# Problem requirements
Copy out the listing below so that each line matches exactly.

───

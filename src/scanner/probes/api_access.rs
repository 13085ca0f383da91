//! Unauthorized API access check
//!
//! Requests a data endpoint without credentials and classifies the
//! status code: a 200 means the endpoint leaked, 401/403 means it was
//! correctly denied.

use super::ProbeContext;
use crate::error::ProbeError;
use crate::http::Response;

const PREVIEW_CHARS: usize = 200;

/// How the endpoint answered an unauthenticated request
#[derive(Debug, Clone, Copy, PartialEq, Eq)]
pub enum AccessVerdict {
    Exposed,
    Denied,
    Unexpected,
}

impl AccessVerdict {
    pub fn from_status(status: u16) -> Self {
        match status {
            200 => AccessVerdict::Exposed,
            401 | 403 => AccessVerdict::Denied,
            _ => AccessVerdict::Unexpected,
        }
    }
}

/// `<base>/<api_path>` with exactly one slash at the seam
pub fn target_url(base_url: &str, api_path: &str) -> String {
    format!("{}{}", base_url.trim_end_matches('/'), api_path)
}

pub async fn run(ctx: &ProbeContext<'_>) -> Result<(), ProbeError> {
    let scope = ctx.scope()?;
    let log = ctx.emitter();

    let url = target_url(scope.base_url().as_str(), &ctx.config.probes.api_path);
    log.emit(format!("Attempting unauthorized access to: {}", url));
    ctx.token.check()?;

    let response = match ctx.http.get(&url, ctx.token).await {
        Ok(response) => response,
        Err(ProbeError::Cancelled) => return Err(ProbeError::Cancelled),
        Err(e) => {
            tracing::warn!(error = %e, url = %url, "api access request failed");
            log.emit(format!("[ERROR] Network error during API test: {}", e));
            return Ok(());
        }
    };

    log.emit(format!("Received HTTP Status: {}", response.status));

    match AccessVerdict::from_status(response.status) {
        AccessVerdict::Exposed => {
            log.emit("[WARN] VULNERABILITY DETECTED: Unauthorized access was successful (HTTP 200).");
            match json_preview(&response) {
                Some(preview) => log.emit(format!(
                    "Response JSON (first {} chars): {}...",
                    PREVIEW_CHARS, preview
                )),
                None => log.emit("Response was not valid JSON."),
            }
        }
        AccessVerdict::Denied => {
            log.emit("[SUCCESS] API correctly denied access (HTTP 401/403). This is secure.");
        }
        AccessVerdict::Unexpected => {
            log.emit("[INFO] Received an unexpected status code. Further investigation may be needed.");
        }
    }

    Ok(())
}

/// Compact re-serialization of a JSON body, truncated
fn json_preview(response: &Response) -> Option<String> {
    let value: serde_json::Value = response.json().ok()?;
    let compact = serde_json::to_string(&value).ok()?;
    Some(compact.chars().take(PREVIEW_CHARS).collect())
}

───

# Task solution
filename src/scanner/probes/api_access.rs
repository 13085ca0f383da91
//! Unauthorized API access check
//!
//! Requests a data endpoint without credentials and classifies the
//! status code: a 200 means the endpoint leaked, 401/403 means it was
//! correctly denied.

use super::ProbeContext;
use crate::error::ProbeError;
use crate::http::Response;

const PREVIEW_CHARS: usize = 200;

/// How the endpoint answered an unauthenticated request
#[derive(Debug, Clone, Copy, PartialEq, Eq)]
pub enum AccessVerdict {
    Exposed,
    Denied,
    Unexpected,
}

impl AccessVerdict {
    pub fn from_status(status: u16) -> Self {
        match status {
            200 => AccessVerdict::Exposed,
            401 | 403 => AccessVerdict::Denied,
            _ => AccessVerdict::Unexpected,
        }
    }
}

/// `<base>/<api_path>` with exactly one slash at the seam
pub fn target_url(base_url: &str, api_path: &str) -> String {
    format!("{}{}", base_url.trim_end_matches('/'), api_path)
}

pub async fn run(ctx: &ProbeContext<'_>) -> Result<(), ProbeError> {
    let scope = ctx.scope()?;
    let log = ctx.emitter();

    let url = target_url(scope.base_url().as_str(), &ctx.config.probes.api_path);
    log.emit(format!("Attempting unauthorized access to: {}", url));
    ctx.token.check()?;

    let response = match ctx.http.get(&url, ctx.token).await {
        Ok(response) => response,
        Err(ProbeError::Cancelled) => return Err(ProbeError::Cancelled),
        Err(e) => {
            tracing::warn!(error = %e, url = %url, "api access request failed");
            log.emit(format!("[ERROR] Network error during API test: {}", e));
            return Ok(());
        }
    };

    log.emit(format!("Received HTTP Status: {}", response.status));

    match AccessVerdict::from_status(response.status) {
        AccessVerdict::Exposed => {
            log.emit("[WARN] VULNERABILITY DETECTED: Unauthorized access was successful (HTTP 200).");
            match json_preview(&response) {
                Some(preview) => log.emit(format!(
                    "Response JSON (first {} chars): {}...",
                    PREVIEW_CHARS, preview
                )),
                None => log.emit("Response was not valid JSON."),
            }
        }
        AccessVerdict::Denied => {
            log.emit("[SUCCESS] API correctly denied access (HTTP 401/403). This is secure.");
        }
        AccessVerdict::Unexpected => {
            log.emit("[INFO] Received an unexpected status code. Further investigation may be needed.");
        }
    }

    Ok(())
}

/// Compact re-serialization of a JSON body, truncated
fn json_preview(response: &Response) -> Option<String> {
    let value: serde_json::Value = response.json().ok()?;
    let compact = serde_json::to_string(&value).ok()?;
    Some(compact.chars().take(PREVIEW_CHARS).collect())
}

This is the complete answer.